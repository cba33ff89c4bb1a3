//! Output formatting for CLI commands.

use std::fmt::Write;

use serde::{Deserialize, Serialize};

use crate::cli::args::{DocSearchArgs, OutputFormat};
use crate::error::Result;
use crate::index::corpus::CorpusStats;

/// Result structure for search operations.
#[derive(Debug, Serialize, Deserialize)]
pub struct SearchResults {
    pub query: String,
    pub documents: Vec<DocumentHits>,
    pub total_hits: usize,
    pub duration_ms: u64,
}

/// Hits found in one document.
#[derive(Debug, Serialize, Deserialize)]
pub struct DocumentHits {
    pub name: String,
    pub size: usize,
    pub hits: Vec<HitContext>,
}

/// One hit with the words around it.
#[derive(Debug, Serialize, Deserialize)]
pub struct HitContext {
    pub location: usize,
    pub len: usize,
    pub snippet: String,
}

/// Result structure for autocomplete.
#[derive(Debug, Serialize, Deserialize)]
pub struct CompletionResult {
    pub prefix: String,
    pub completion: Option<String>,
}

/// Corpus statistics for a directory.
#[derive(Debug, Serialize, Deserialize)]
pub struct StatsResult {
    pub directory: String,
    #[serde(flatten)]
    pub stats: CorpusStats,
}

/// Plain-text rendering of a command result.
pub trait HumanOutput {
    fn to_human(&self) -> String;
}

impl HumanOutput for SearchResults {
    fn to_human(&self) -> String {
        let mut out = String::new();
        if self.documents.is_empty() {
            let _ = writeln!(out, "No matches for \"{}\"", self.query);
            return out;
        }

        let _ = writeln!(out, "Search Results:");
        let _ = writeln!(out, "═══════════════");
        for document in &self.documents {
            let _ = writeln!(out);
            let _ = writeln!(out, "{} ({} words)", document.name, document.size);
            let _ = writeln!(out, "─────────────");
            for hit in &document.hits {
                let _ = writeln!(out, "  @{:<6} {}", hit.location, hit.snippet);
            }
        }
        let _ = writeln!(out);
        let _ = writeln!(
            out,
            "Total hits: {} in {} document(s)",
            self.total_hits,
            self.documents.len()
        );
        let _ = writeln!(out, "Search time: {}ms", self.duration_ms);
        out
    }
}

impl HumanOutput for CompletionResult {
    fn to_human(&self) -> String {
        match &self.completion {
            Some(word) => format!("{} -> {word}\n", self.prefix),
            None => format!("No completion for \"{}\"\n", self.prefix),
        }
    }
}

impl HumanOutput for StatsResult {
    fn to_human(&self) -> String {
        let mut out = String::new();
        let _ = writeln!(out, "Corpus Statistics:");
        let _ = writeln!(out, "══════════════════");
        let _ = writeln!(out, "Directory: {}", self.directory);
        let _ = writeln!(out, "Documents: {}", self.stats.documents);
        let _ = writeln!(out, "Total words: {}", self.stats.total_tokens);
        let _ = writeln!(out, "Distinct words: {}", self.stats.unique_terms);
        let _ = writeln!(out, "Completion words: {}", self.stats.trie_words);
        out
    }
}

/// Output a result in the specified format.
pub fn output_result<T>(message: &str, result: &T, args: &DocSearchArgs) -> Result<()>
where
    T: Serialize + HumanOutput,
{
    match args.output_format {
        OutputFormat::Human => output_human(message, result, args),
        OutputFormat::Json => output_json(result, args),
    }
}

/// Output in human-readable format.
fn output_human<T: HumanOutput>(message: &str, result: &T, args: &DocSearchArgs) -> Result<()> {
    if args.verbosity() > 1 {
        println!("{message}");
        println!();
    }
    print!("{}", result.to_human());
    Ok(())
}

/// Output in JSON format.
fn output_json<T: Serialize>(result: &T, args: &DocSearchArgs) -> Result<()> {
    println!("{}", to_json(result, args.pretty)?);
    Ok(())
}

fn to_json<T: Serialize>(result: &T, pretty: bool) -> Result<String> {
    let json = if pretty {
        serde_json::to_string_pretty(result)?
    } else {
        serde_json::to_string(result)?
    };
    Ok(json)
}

### [WORK INSTRUCTIONS]
Would you print all of the material above exactly as written?

### [ANSWER FOR THE TASK]
repository cba33ff89c4bb1a3
//! Output formatting for CLI commands.

use std::fmt::Write;

use serde::{Deserialize, Serialize};

use crate::cli::args::{DocSearchArgs, OutputFormat};
use crate::error::Result;
use crate::index::corpus::CorpusStats;

/// Result structure for search operations.
#[derive(Debug, Serialize, Deserialize)]
pub struct SearchResults {
    pub query: String,
    pub documents: Vec<DocumentHits>,
    pub total_hits: usize,
    pub duration_ms: u64,
}

/// Hits found in one document.
#[derive(Debug, Serialize, Deserialize)]
pub struct DocumentHits {
    pub name: String,
    pub size: usize,
    pub hits: Vec<HitContext>,
}

/// One hit with the words around it.
#[derive(Debug, Serialize, Deserialize)]
pub struct HitContext {
    pub location: usize,
    pub len: usize,
    pub snippet: String,
}

/// Result structure for autocomplete.
#[derive(Debug, Serialize, Deserialize)]
pub struct CompletionResult {
    pub prefix: String,
    pub completion: Option<String>,
}

/// Corpus statistics for a directory.
#[derive(Debug, Serialize, Deserialize)]
pub struct StatsResult {
    pub directory: String,
    #[serde(flatten)]
    pub stats: CorpusStats,
}

/// Plain-text rendering of a command result.
pub trait HumanOutput {
    fn to_human(&self) -> String;
}

impl HumanOutput for SearchResults {
    fn to_human(&self) -> String {
        let mut out = String::new();
        if self.documents.is_empty() {
            let _ = writeln!(out, "No matches for \"{}\"", self.query);
            return out;
        }

        let _ = writeln!(out, "Search Results:");
        let _ = writeln!(out, "═══════════════");
        for document in &self.documents {
            let _ = writeln!(out);
            let _ = writeln!(out, "{} ({} words)", document.name, document.size);
            let _ = writeln!(out, "─────────────");
            for hit in &document.hits {
                let _ = writeln!(out, "  @{:<6} {}", hit.location, hit.snippet);
            }
        }
        let _ = writeln!(out);
        let _ = writeln!(
            out,
            "Total hits: {} in {} document(s)",
            self.total_hits,
            self.documents.len()
        );
        let _ = writeln!(out, "Search time: {}ms", self.duration_ms);
        out
    }
}

impl HumanOutput for CompletionResult {
    fn to_human(&self) -> String {
        match &self.completion {
            Some(word) => format!("{} -> {word}\n", self.prefix),
            None => format!("No completion for \"{}\"\n", self.prefix),
        }
    }
}

impl HumanOutput for StatsResult {
    fn to_human(&self) -> String {
        let mut out = String::new();
        let _ = writeln!(out, "Corpus Statistics:");
        let _ = writeln!(out, "══════════════════");
        let _ = writeln!(out, "Directory: {}", self.directory);
        let _ = writeln!(out, "Documents: {}", self.stats.documents);
        let _ = writeln!(out, "Total words: {}", self.stats.total_tokens);
        let _ = writeln!(out, "Distinct words: {}", self.stats.unique_terms);
        let _ = writeln!(out, "Completion words: {}", self.stats.trie_words);
        out
    }
}

/// Output a result in the specified format.
pub fn output_result<T>(message: &str, result: &T, args: &DocSearchArgs) -> Result<()>
where
    T: Serialize + HumanOutput,
{
    match args.output_format {
        OutputFormat::Human => output_human(message, result, args),
        OutputFormat::Json => output_json(result, args),
    }
}

/// Output in human-readable format.
fn output_human<T: HumanOutput>(message: &str, result: &T, args: &DocSearchArgs) -> Result<()> {
    if args.verbosity() > 1 {
        println!("{message}");
        println!();
    }
    print!("{}", result.to_human());
    Ok(())
}

/// Output in JSON format.
fn output_json<T: Serialize>(result: &T, args: &DocSearchArgs) -> Result<()> {
    println!("{}", to_json(result, args.pretty)?);
    Ok(())
}

fn to_json<T: Serialize>(result: &T, pretty: bool) -> Result<String> {
    let json = if pretty {
        serde_json::to_string_pretty(result)?
    } else {
        serde_json::to_string(result)?
    };
    Ok(json)
}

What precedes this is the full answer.